Potentiostatic transient that does not correspond to the charging of the double later

Hi

I have produced 100's of I-t curve of a comb that is made up of copper e.g. both anode and cathode is copper.

I have fixed the voltage to 1.25v, placed the copper combs in 18.3MR (0.055uS) water and measured the current over 300sec (current is measure of a 10ohm resistor in series with the comb - e.g. volt drop). I have fixed the temp to 25Degc.

The curves I get seem to be very classical of potentiostaic response (according to Bockis - Fundamentals of Electrodics p.1116 MEC 1998). In that, there is a steep current ascent (almost vertically) then decays until the diffusion control sets in (the apx distance of the peak on the time domain is 25sec).

That makes sense!

e.g. the rapid ascent is associated to the charging of the double layer and the decay is part due to the discharge or the "capacitor" through the flowing of current - very leaky capacitor.

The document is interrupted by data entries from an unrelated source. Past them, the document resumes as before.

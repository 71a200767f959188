#![deny(clippy::unwrap_used)]
#![deny(clippy::expect_used)]
#![deny(clippy::panic)]

//! # tunewatch-aicc
//!
//! Collaborators that connect the watch engine to the AICC training-job
//! service and to OBS object storage.
//!
//! - [`AiccClient`]: token-authenticated REST client for training jobs
//! - [`ObsHelper`]: log lookup, output packaging and URL signing via `obsutil`
//! - [`AiccProvider`]: implements both `JobManager` and `JobStatusProvider`
//! - [`HttpReportSink`]: PUTs job snapshots to the finetune result store
//!
//! ## Example
//!
//! ```ignore
//! use tunewatch_aicc::{AiccClient, AiccProvider, HttpReportSink, ObsHelper};
//!
//! let storage = ObsHelper::new(obs, upload);
//! storage.init().await?;
//!
//! let provider = AiccProvider::new(AiccClient::with_config(aicc)?, storage, finetune);
//! let sink = HttpReportSink::with_config(&report)?;
//! ```

pub mod client;
pub mod config;
pub mod error;
pub mod provider;
pub mod sink;
pub mod storage;
pub mod types;

pub use client::AiccClient;
pub use config::{AiccConfig, FinetuneConfig, ModelConfig, ObsConfig, ReportConfig, UploadConfig};
pub use error::{Error, Result};
pub use provider::{AiccProvider, JobLayout, create_option};
pub use sink::HttpReportSink;
pub use storage::ObsHelper;
pub use types::{Job, JobCreateOption, JobStatus};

However, if I measure the combs capacitance in air they have a capacitance of 10pF therefore in water (e=80 at 20DegC) it would equate to 800pF. Hence, if I only have 800pF at max then the time constant (RC) does not equate to 25secs more like less than 1sec.

Therefore my curves seem to contradict this rationale.

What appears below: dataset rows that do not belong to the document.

//! Validated value types for finetune requests.
//!
//! Every constructor checks its input once; holders of these types can rely
//! on the invariants without re-validating.

use std::fmt;
use std::sync::LazyLock;

use regex::Regex;
use serde::{Deserialize, Serialize};

use crate::error::{Error, Result};

static RE_NAME: LazyLock<Option<Regex>> =
    LazyLock::new(|| Regex::new("^[a-zA-Z0-9_-]+$").ok());

fn is_plain_name(v: &str) -> bool {
    RE_NAME.as_ref().is_some_and(|re| re.is_match(v))
}

/// Name of the model used when a request does not specify one.
pub const DEFAULT_MODEL: &str = "wukong";

/// Owning account of a finetune.
#[derive(Debug, Clone, PartialEq, Eq, Hash, Serialize, Deserialize)]
#[serde(try_from = "String", into = "String")]
pub struct Account(String);

impl Account {
    /// Validate and wrap an account name.
    ///
    /// # Errors
    ///
    /// Returns `Error::InvalidAccount` for empty names, `root`, or names with
    /// characters outside `[a-zA-Z0-9_-]`.
    pub fn new(v: impl Into<String>) -> Result<Self> {
        let v = v.into();
        if v.is_empty() || v.eq_ignore_ascii_case("root") || !is_plain_name(&v) {
            return Err(Error::invalid_account(v));
        }
        Ok(Self(v))
    }

    /// The account name.
    #[must_use]
    pub fn as_str(&self) -> &str {
        &self.0
    }
}

impl fmt::Display for Account {
    fn fmt(&self, f: &mut fmt::Formatter<'_>) -> fmt::Result {
        f.write_str(&self.0)
    }
}

impl TryFrom<String> for Account {
    type Error = Error;

    fn try_from(v: String) -> Result<Self> {
        Self::new(v)
    }
}

impl From<Account> for String {
    fn from(a: Account) -> Self {
        a.0
    }
}

/// Display name of a finetune job.
#[derive(Debug, Clone, PartialEq, Eq)]
pub struct FinetuneName(String);

impl FinetuneName {
    const MIN: usize = 3;
    const MAX: usize = 30;

    /// Validate a finetune name.
    ///
    /// # Errors
    ///
    /// Returns `Error::NameLength` when the name is not 3..=30 bytes long and
    /// `Error::InvalidName` for characters outside `[a-zA-Z0-9_-]`.
    pub fn new(v: impl Into<String>) -> Result<Self> {
        let v = v.into();
        if !(Self::MIN..=Self::MAX).contains(&v.len()) {
            return Err(Error::NameLength {
                min: Self::MIN,
                max: Self::MAX,
            });
        }
        if !is_plain_name(&v) {
            return Err(Error::invalid_name(v));
        }
        Ok(Self(v))
    }

    #[must_use]
    pub fn as_str(&self) -> &str {
        &self.0
    }
}

/// Free-form description, possibly empty.
#[derive(Debug, Clone, Default, PartialEq, Eq)]
pub struct FinetuneDesc(String);

impl FinetuneDesc {
    const MAX: usize = 100;

    /// Validate a description; the limit counts characters, not bytes.
    ///
    /// # Errors
    ///
    /// Returns `Error::DescTooLong` above 100 characters.
    pub fn new(v: impl Into<String>) -> Result<Self> {
        let v = v.into();
        if v.chars().count() > Self::MAX {
            return Err(Error::DescTooLong { max: Self::MAX });
        }
        Ok(Self(v))
    }

    #[must_use]
    pub fn as_str(&self) -> &str {
        &self.0
    }
}

/// Name of the model a job trains or serves.
#[derive(Debug, Clone, PartialEq, Eq, Hash)]
pub struct ModelName(String);

impl ModelName {
    /// Parse an optional model name. An empty string means "unspecified".
    #[must_use]
    pub fn parse(v: &str) -> Option<Self> {
        if v.is_empty() {
            None
        } else {
            Some(Self(v.to_string()))
        }
    }

    #[must_use]
    pub fn as_str(&self) -> &str {
        &self.0
    }
}

impl Default for ModelName {
    fn default() -> Self {
        Self(DEFAULT_MODEL.to_string())
    }
}

/// Key of a hyperparameter or environment entry.
#[derive(Debug, Clone, PartialEq, Eq, Hash)]
pub struct CustomizedKey(String);

impl CustomizedKey {
    /// # Errors
    ///
    /// Returns `Error::EmptyKey` for an empty key.
    pub fn new(v: impl Into<String>) -> Result<Self> {
        let v = v.into();
        if v.is_empty() {
            return Err(Error::EmptyKey);
        }
        Ok(Self(v))
    }

    #[must_use]
    pub fn as_str(&self) -> &str {
        &self.0
    }
}

/// A key with an optional value; empty values are stored as `None`.
#[derive(Debug, Clone, PartialEq, Eq)]
pub struct KeyValue {
    pub key: CustomizedKey,
    pub value: Option<String>,
}

impl KeyValue {
    /// # Errors
    ///
    /// Returns `Error::EmptyKey` for an empty key.
    pub fn new(key: impl Into<String>, value: impl Into<String>) -> Result<Self> {
        let value = value.into();
        Ok(Self {
            key: CustomizedKey::new(key)?,
            value: (!value.is_empty()).then_some(value),
        })
    }

    /// The value, or an empty string when absent.
    #[must_use]
    pub fn value_or_empty(&self) -> &str {
        self.value.as_deref().unwrap_or_default()
    }
}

My view is that there is an in-rush of current due to the resistance of the water and then this becomes restricted by the oxidation of the cathode which is shown by a decay. As an additional thought the cell (comb) have now become Galvanic as the Anode has Cu (0.521v) and the cathode will have (Cu+ at 0.153v and Cu2+ at 0.3419v), which, I'm not too sure, have a counter active effect.

I have posted some data in a previous mail titled "Instant drop in current over 60second on two copper electrodes"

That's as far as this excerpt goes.